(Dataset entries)
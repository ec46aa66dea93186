use async_trait::async_trait;
use std::sync::Arc;
use tokio::sync::mpsc;
use tokio::sync::mpsc::error::TrySendError;
use tokio::task::JoinHandle;
use tracing::{debug, error, warn};

use crate::error::Result;

/// Delivers a rendered message to the configured chat channel.
#[cfg_attr(test, mockall::automock)]
#[async_trait]
pub trait NotificationGateway: Send + Sync {
    async fn send(&self, text: &str) -> Result<()>;
}

/// Fire-and-forget front of the gateway.
///
/// Messages are queued and delivered by a background task, so a slow or
/// failing chat channel never holds up the caller.
#[derive(Clone)]
pub struct Notifier {
    tx: mpsc::Sender<String>,
}

impl Notifier {
    /// Start the delivery task. It exits once every `Notifier` clone is dropped
    /// and the queue has drained.
    pub fn spawn(gateway: Arc<dyn NotificationGateway>, capacity: usize) -> (Self, JoinHandle<()>) {
        let (tx, mut rx) = mpsc::channel::<String>(capacity.max(1));
        let handle = tokio::spawn(async move {
            while let Some(text) = rx.recv().await {
                match gateway.send(&text).await {
                    Ok(()) => debug!(chars = text.len(), "notification delivered"),
                    Err(e) => error!(error = %e, "notification delivery failed"),
                }
            }
            debug!("notification queue closed");
        });
        (Self { tx }, handle)
    }

    /// Queue a message. Returns false if it was dropped.
    pub fn dispatch(&self, text: String) -> bool {
        match self.tx.try_send(text) {
            Ok(()) => true,
            Err(TrySendError::Full(_)) => {
                warn!("notification queue full; dropping message");
                false
            }
            Err(TrySendError::Closed(_)) => {
                warn!("notification queue closed; dropping message");
                false
            }
        }
    }
}

#[cfg(test)]
mod tests {
    use super::*;
    use crate::error::AppError;
    use mockall::Sequence;

    #[tokio::test]
    async fn test_failed_delivery_does_not_stop_the_queue() {
        let mut gateway = MockNotificationGateway::new();
        let mut seq = Sequence::new();
        gateway
            .expect_send()
            .withf(|text: &str| text == "first")
            .times(1)
            .in_sequence(&mut seq)
            .returning(|_| Err(AppError::Telegram("chat not found".to_string())));
        gateway
            .expect_send()
            .withf(|text: &str| text == "second")
            .times(1)
            .in_sequence(&mut seq)
            .returning(|_| Ok(()));

        let (notifier, handle) = Notifier::spawn(Arc::new(gateway), 8);
        assert!(notifier.dispatch("first".to_string()));
        assert!(notifier.dispatch("second".to_string()));

        drop(notifier);
        handle.await.unwrap();
    }

    #[tokio::test]
    async fn test_dispatch_after_worker_stopped_is_dropped() {
        let gateway = MockNotificationGateway::new();
        let (notifier, handle) = Notifier::spawn(Arc::new(gateway), 1);
        handle.abort();
        let _ = handle.await;

        assert!(!notifier.dispatch("late".to_string()));
    }
}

> **What the task requires**
A full, exact repeat of the entries above is required.

> **Task response**
repository ec46aa66dea93186
use async_trait::async_trait;
use std::sync::Arc;
use tokio::sync::mpsc;
use tokio::sync::mpsc::error::TrySendError;
use tokio::task::JoinHandle;
use tracing::{debug, error, warn};

use crate::error::Result;

/// Delivers a rendered message to the configured chat channel.
#[cfg_attr(test, mockall::automock)]
#[async_trait]
pub trait NotificationGateway: Send + Sync {
    async fn send(&self, text: &str) -> Result<()>;
}

/// Fire-and-forget front of the gateway.
///
/// Messages are queued and delivered by a background task, so a slow or
/// failing chat channel never holds up the caller.
#[derive(Clone)]
pub struct Notifier {
    tx: mpsc::Sender<String>,
}

impl Notifier {
    /// Start the delivery task. It exits once every `Notifier` clone is dropped
    /// and the queue has drained.
    pub fn spawn(gateway: Arc<dyn NotificationGateway>, capacity: usize) -> (Self, JoinHandle<()>) {
        let (tx, mut rx) = mpsc::channel::<String>(capacity.max(1));
        let handle = tokio::spawn(async move {
            while let Some(text) = rx.recv().await {
                match gateway.send(&text).await {
                    Ok(()) => debug!(chars = text.len(), "notification delivered"),
                    Err(e) => error!(error = %e, "notification delivery failed"),
                }
            }
            debug!("notification queue closed");
        });
        (Self { tx }, handle)
    }

    /// Queue a message. Returns false if it was dropped.
    pub fn dispatch(&self, text: String) -> bool {
        match self.tx.try_send(text) {
            Ok(()) => true,
            Err(TrySendError::Full(_)) => {
                warn!("notification queue full; dropping message");
                false
            }
            Err(TrySendError::Closed(_)) => {
                warn!("notification queue closed; dropping message");
                false
            }
        }
    }
}

#[cfg(test)]
mod tests {
    use super::*;
    use crate::error::AppError;
    use mockall::Sequence;

    #[tokio::test]
    async fn test_failed_delivery_does_not_stop_the_queue() {
        let mut gateway = MockNotificationGateway::new();
        let mut seq = Sequence::new();
        gateway
            .expect_send()
            .withf(|text: &str| text == "first")
            .times(1)
            .in_sequence(&mut seq)
            .returning(|_| Err(AppError::Telegram("chat not found".to_string())));
        gateway
            .expect_send()
            .withf(|text: &str| text == "second")
            .times(1)
            .in_sequence(&mut seq)
            .returning(|_| Ok(()));

        let (notifier, handle) = Notifier::spawn(Arc::new(gateway), 8);
        assert!(notifier.dispatch("first".to_string()));
        assert!(notifier.dispatch("second".to_string()));

        drop(notifier);
        handle.await.unwrap();
    }

    #[tokio::test]
    async fn test_dispatch_after_worker_stopped_is_dropped() {
        let gateway = MockNotificationGateway::new();
        let (notifier, handle) = Notifier::spawn(Arc::new(gateway), 1);
        handle.abort();
        let _ = handle.await;

        assert!(!notifier.dispatch("late".to_string()));
    }
}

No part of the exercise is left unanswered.